This is really a short note because the coverage here has been brief, but present. When I returned home from the Midlands yesterday a national news program here on one of the SABCs (South African Broadcasting Channel) reported "another" shooting had occurred on a university campus in the United States. When the footage visually indicated the shooting had occurred in Illinois without identifying the institution, I was understandably even more disconcerted because of the number of people I know affiliated with the University of Illinois, Urbana-Champaign. Early coverage here has foregone providing specific details about the shooting and has focused on connecting it to other occurrences of recent shootings at US universities and colleges instead. Preliminarily, this seems to be the angle that much international coverage of the event has used.
Several of my friends in Urbana-Champaign contacted me to inform me of the shooting and its affect upon them and the campus. My thoughts continue to be with you.

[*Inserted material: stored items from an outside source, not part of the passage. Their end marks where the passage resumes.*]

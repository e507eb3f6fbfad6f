//! Multi-page TIFF stack adapter
//!
//! Reads and writes grayscale 8/16-bit stacks, one page per z-slice (and per
//! channel for multi-channel stacks, channel varying fastest). Stack layout
//! and calibration follow the ImageJ convention:
//!
//! - `ImageDescription` holds `key=value` lines (`channels=`, `slices=`,
//!   `spacing=`, `unit=`)
//! - `XResolution` / `YResolution` hold pixels per unit, so the pixel size
//!   is the reciprocal

use std::fs::File;
use std::io::{BufReader, BufWriter, Seek, Write};
use std::path::Path;

use tiff::decoder::ifd::Value;
use tiff::decoder::{Decoder, DecodingResult, Limits};
use tiff::encoder::colortype::{self, ColorType};
use tiff::encoder::{Rational, TiffEncoder, TiffValue};
use tiff::tags::{ResolutionUnit, Tag};

use super::calibration::Calibration;
use super::types::{ImageStack, Result, Volume, VolumeError};

// ============================================================
// Constants
// ============================================================

/// Denominator scale used when writing resolution rationals
const RESOLUTION_SCALE: f64 = 1_000_000.0;

/// Unit written into the stack description
const DEFAULT_UNIT: &str = "micron";

// ============================================================
// Collaborator traits
// ============================================================

/// Loads an image stack
pub trait VolumeSource: Send + Sync {
    fn open(&self, path: &Path) -> Result<ImageStack>;
}

/// Persists a single-channel volume
pub trait VolumeSink: Send + Sync {
    fn write(
        &self,
        volume: &Volume<u16>,
        bit_depth: u8,
        calibration: Option<Calibration>,
        path: &Path,
    ) -> Result<()>;
}

// ============================================================
// Hyperstack description
// ============================================================

/// Fields of an ImageJ-style description that matter for stack layout
#[derive(Debug, Clone, Default, PartialEq)]
pub struct HyperstackInfo {
    pub channels: Option<usize>,
    pub slices: Option<usize>,
    pub spacing: Option<f64>,
    pub unit: Option<String>,
}

impl HyperstackInfo {
    /// Parse `key=value` lines; unknown keys are ignored
    pub fn parse(description: &str) -> Self {
        let mut info = Self::default();
        for line in description.lines() {
            let Some((key, value)) = line.split_once('=') else {
                continue;
            };
            let value = value.trim();
            match key.trim() {
                "channels" => info.channels = value.parse().ok(),
                "slices" => info.slices = value.parse().ok(),
                "spacing" => info.spacing = value.parse().ok(),
                "unit" => info.unit = Some(value.to_string()),
                _ => {}
            }
        }
        info
    }

    /// Render a description for a single-channel stack
    pub fn render(depth: usize, calibration: Option<Calibration>) -> String {
        let mut out = format!(
            "ImageJ=1.54f\nimages={}\nchannels=1\nslices={}\n",
            depth, depth
        );
        if let Some(cal) = calibration {
            out.push_str(&format!("unit={}\nspacing={}\n", DEFAULT_UNIT, cal.z));
        }
        out.push_str("loop=false\n");
        out
    }
}

// ============================================================
// Reader
// ============================================================

/// TIFF stack reader
#[derive(Debug, Clone, Copy, Default)]
pub struct TiffStackReader;

impl TiffStackReader {
    fn pixel_size<R: std::io::Read + Seek>(decoder: &mut Decoder<R>, tag: Tag) -> Option<f64> {
        let value = decoder.find_tag(tag).ok()??;
        let per_unit = match value {
            Value::Rational(n, d) if d != 0 => f64::from(n) / f64::from(d),
            Value::Float(v) => f64::from(v),
            Value::Double(v) => v,
            _ => return None,
        };
        (per_unit > 0.0).then(|| 1.0 / per_unit)
    }

    fn read_stack(path: &Path) -> Result<ImageStack> {
        let file = BufReader::new(File::open(path)?);
        let mut decoder = Decoder::new(file)?.with_limits(Limits::unlimited());

        let info = decoder
            .get_tag_ascii_string(Tag::ImageDescription)
            .map(|d| HyperstackInfo::parse(&d))
            .unwrap_or_default();
        let x_size = Self::pixel_size(&mut decoder, Tag::XResolution);
        let y_size = Self::pixel_size(&mut decoder, Tag::YResolution);

        let (width, height) = decoder.dimensions()?;
        let mut planes: Vec<Vec<u16>> = Vec::new();
        let mut bit_depth = 8u8;

        loop {
            if decoder.dimensions()? != (width, height) {
                return Err(VolumeError::InvalidImage(format!(
                    "page {} differs in size from page 0",
                    planes.len()
                )));
            }

            let color_type = decoder.colortype()?;
            if !matches!(color_type, tiff::ColorType::Gray(_)) {
                return Err(VolumeError::UnsupportedFormat(format!("{:?}", color_type)));
            }

            let plane = match decoder.read_image()? {
                DecodingResult::U8(data) => data.into_iter().map(u16::from).collect(),
                DecodingResult::U16(data) => {
                    bit_depth = 16;
                    data
                }
                _ => return Err(VolumeError::UnsupportedFormat(format!("{:?}", color_type))),
            };
            planes.push(plane);

            if !decoder.more_images() {
                break;
            }
            decoder.next_image()?;
        }

        let channel_count = info.channels.unwrap_or(1).max(1);
        if planes.len() % channel_count != 0 {
            return Err(VolumeError::InvalidImage(format!(
                "{} pages cannot be split into {} channels",
                planes.len(),
                channel_count
            )));
        }

        let mut per_channel: Vec<Vec<Vec<u16>>> = vec![Vec::new(); channel_count];
        for (i, plane) in planes.into_iter().enumerate() {
            per_channel[i % channel_count].push(plane);
        }

        let channels = per_channel
            .into_iter()
            .map(|slices| Volume::from_slices(width as usize, height as usize, slices))
            .collect::<Result<Vec<_>>>()?;

        // Encoders write 1/1 resolution by default; only treat it as a
        // calibration when something else says the stack is calibrated.
        let calibrated = info.unit.is_some()
            || info.spacing.is_some()
            || x_size.is_some_and(|x| (x - 1.0).abs() > f64::EPSILON);

        let mut stack = ImageStack::new(channels, bit_depth)?;
        if calibrated {
            let x = x_size.unwrap_or(1.0);
            stack = stack.with_calibration(Calibration::new(
                x,
                y_size.unwrap_or(x),
                info.spacing.unwrap_or(1.0),
            ));
        }
        Ok(stack)
    }
}

impl VolumeSource for TiffStackReader {
    fn open(&self, path: &Path) -> Result<ImageStack> {
        if !path.exists() {
            return Err(VolumeError::ImageNotFound(path.to_path_buf()));
        }
        Self::read_stack(path)
    }
}

// ============================================================
// Writer
// ============================================================

/// TIFF stack writer
#[derive(Debug, Clone, Copy, Default)]
pub struct TiffStackWriter;

impl TiffStackWriter {
    fn resolution(size: f64) -> Rational {
        Rational {
            n: RESOLUTION_SCALE as u32,
            d: ((size * RESOLUTION_SCALE).round() as u32).max(1),
        }
    }

    fn write_page<W, C>(
        encoder: &mut TiffEncoder<W>,
        width: u32,
        height: u32,
        data: &[C::Inner],
        description: Option<&str>,
        calibration: Option<Calibration>,
    ) -> Result<()>
    where
        W: Write + Seek,
        C: ColorType,
        [C::Inner]: TiffValue,
    {
        let mut image = encoder.new_image::<C>(width, height)?;
        if let Some(desc) = description {
            image.encoder().write_tag(Tag::ImageDescription, desc)?;
        }
        if let Some(cal) = calibration {
            image.resolution_unit(ResolutionUnit::None);
            image.x_resolution(Self::resolution(cal.x));
            image.y_resolution(Self::resolution(cal.y));
        }
        image.write_data(data)?;
        Ok(())
    }
}

impl VolumeSink for TiffStackWriter {
    fn write(
        &self,
        volume: &Volume<u16>,
        bit_depth: u8,
        calibration: Option<Calibration>,
        path: &Path,
    ) -> Result<()> {
        if volume.is_empty() {
            return Err(VolumeError::InvalidImage(format!(
                "refusing to write empty volume to {}",
                path.display()
            )));
        }

        let mut encoder = TiffEncoder::new(BufWriter::new(File::create(path)?))?;
        let description = HyperstackInfo::render(volume.depth(), calibration);
        let (width, height) = (volume.width() as u32, volume.height() as u32);

        for (z, slice) in volume.slices().enumerate() {
            let desc = (z == 0).then_some(description.as_str());
            if bit_depth <= 8 {
                let plane: Vec<u8> = slice.iter().map(|&v| v.min(255) as u8).collect();
                Self::write_page::<_, colortype::Gray8>(
                    &mut encoder,
                    width,
                    height,
                    &plane,
                    desc,
                    calibration,
                )?;
            } else {
                Self::write_page::<_, colortype::Gray16>(
                    &mut encoder,
                    width,
                    height,
                    slice,
                    desc,
                    calibration,
                )?;
            }
        }

        Ok(())
    }
}

// ============================================================
// Tests
// ============================================================
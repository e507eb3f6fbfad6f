//! Component labeler
//!
//! 3D connected-component labeling of a binary volume and removal of the
//! components that touch the volume faces.
//!
//! Labels are assigned 1, 2, 3, ... in scan order (z outer, then y, then x);
//! 0 stays background.

use std::collections::VecDeque;

use crate::volume::{LabelVolume, Volume};

// ============================================================
// Connectivity
// ============================================================

/// Neighborhood used to join foreground voxels
#[derive(Debug, Clone, Copy, PartialEq, Eq, Default)]
pub enum Connectivity {
    /// Face neighbors only
    Six,
    /// Face and edge neighbors
    Eighteen,
    /// Face, edge and corner neighbors
    #[default]
    TwentySix,
}

impl Connectivity {
    /// Neighbor offsets (dx, dy, dz), excluding the center
    pub fn offsets(&self) -> Vec<(i64, i64, i64)> {
        let mut offsets = Vec::with_capacity(26);
        for dz in -1i64..=1 {
            for dy in -1i64..=1 {
                for dx in -1i64..=1 {
                    let manhattan = dx.abs() + dy.abs() + dz.abs();
                    let keep = match self {
                        Connectivity::Six => manhattan == 1,
                        Connectivity::Eighteen => manhattan == 1 || manhattan == 2,
                        Connectivity::TwentySix => manhattan > 0,
                    };
                    if keep {
                        offsets.push((dx, dy, dz));
                    }
                }
            }
        }
        offsets
    }

    pub fn value(&self) -> u8 {
        match self {
            Connectivity::Six => 6,
            Connectivity::Eighteen => 18,
            Connectivity::TwentySix => 26,
        }
    }
}

impl TryFrom<u8> for Connectivity {
    type Error = u8;

    fn try_from(value: u8) -> std::result::Result<Self, Self::Error> {
        match value {
            6 => Ok(Connectivity::Six),
            18 => Ok(Connectivity::Eighteen),
            26 => Ok(Connectivity::TwentySix),
            other => Err(other),
        }
    }
}

// ============================================================
// Labeler
// ============================================================

/// Connected-component labeling of binary volumes
pub trait ComponentLabeler: Send + Sync {
    /// Label every non-zero voxel; returns the label volume and label count
    fn label(&self, binary: &Volume<u8>, connectivity: Connectivity) -> (LabelVolume, u32);
}

/// Breadth-first flood fill labeler
#[derive(Debug, Clone, Copy, Default)]
pub struct FloodFillLabeler;

impl FloodFillLabeler {
    /// Flood one component from a seed voxel
    fn flood_fill(
        binary: &Volume<u8>,
        labels: &mut LabelVolume,
        seed: (usize, usize, usize),
        label: u32,
        offsets: &[(i64, i64, i64)],
    ) {
        let extent = binary.extent();
        let (w, h, d) = (
            extent.width as i64,
            extent.height as i64,
            extent.depth as i64,
        );

        let mut queue = VecDeque::new();
        labels.set(seed.0, seed.1, seed.2, label);
        queue.push_back(seed);

        while let Some((x, y, z)) = queue.pop_front() {
            for &(dx, dy, dz) in offsets {
                let nx = x as i64 + dx;
                let ny = y as i64 + dy;
                let nz = z as i64 + dz;
                if nx < 0 || ny < 0 || nz < 0 || nx >= w || ny >= h || nz >= d {
                    continue;
                }

                let (nx, ny, nz) = (nx as usize, ny as usize, nz as usize);
                if binary.get(nx, ny, nz) != 0 && labels.get(nx, ny, nz) == 0 {
                    labels.set(nx, ny, nz, label);
                    queue.push_back((nx, ny, nz));
                }
            }
        }
    }
}

impl ComponentLabeler for FloodFillLabeler {
    fn label(&self, binary: &Volume<u8>, connectivity: Connectivity) -> (LabelVolume, u32) {
        let extent = binary.extent();
        let mut labels = LabelVolume::new(extent.width, extent.height, extent.depth);
        let offsets = connectivity.offsets();
        let mut next_label = 0u32;

        for z in 0..extent.depth {
            for y in 0..extent.height {
                for x in 0..extent.width {
                    if binary.get(x, y, z) != 0 && labels.get(x, y, z) == 0 {
                        next_label += 1;
                        Self::flood_fill(binary, &mut labels, (x, y, z), next_label, &offsets);
                    }
                }
            }
        }

        (labels, next_label)
    }
}

/// Zero every label that touches one of the six faces, in place
///
/// Returns the number of labels removed.
pub fn remove_border_labels(labels: &mut LabelVolume) -> usize {
    let extent = labels.extent();
    let max_label = labels.as_slice().iter().copied().max().unwrap_or(0) as usize;
    let mut on_border = vec![false; max_label + 1];

    for z in 0..extent.depth {
        for y in 0..extent.height {
            for x in 0..extent.width {
                if extent.on_border(x, y, z) {
                    on_border[labels.get(x, y, z) as usize] = true;
                }
            }
        }
    }
    on_border[0] = false;

    for v in labels.as_mut_slice() {
        if on_border[*v as usize] {
            *v = 0;
        }
    }

    on_border.iter().filter(|&&b| b).count()
}

// ============================================================
// Tests
// ============================================================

It was pretty strange here yesterday. I keep thinking about why he chose to go to DeKalb instead of here. I have been fearing something like this for 10 years, since high school and Columbine, and now it has hit so close to home. I offered my students the chance to talk about it yesterday by asking, "everybody doing ok? Is everyone alright?" I didn't want to start class with a tone in either direction, but I think the students understood. Usually, our before-class chatting leans toward them telling me what they are reading in other classes or sitting in silence, but yesterday they all made eye contact with me and nodded. It was a strange and nuanced moment.
I can't help but wonder why this particualr expression keeps happening. Why is *this* the avenue the violent choose so often here? The international press, according to your post, seems to be wondering something similar.
Posted by: Leslie | February 16, 2008 at 11:05 AM
There have been an inordinate number of violent, seemingly random shooting sprees in the US, simply since the beginning of the new year. I am fighting the urge to devote too much of my time to trying to understand why this very modern expression of violence is becoming so popular, and why it most often is perpetrated by young men.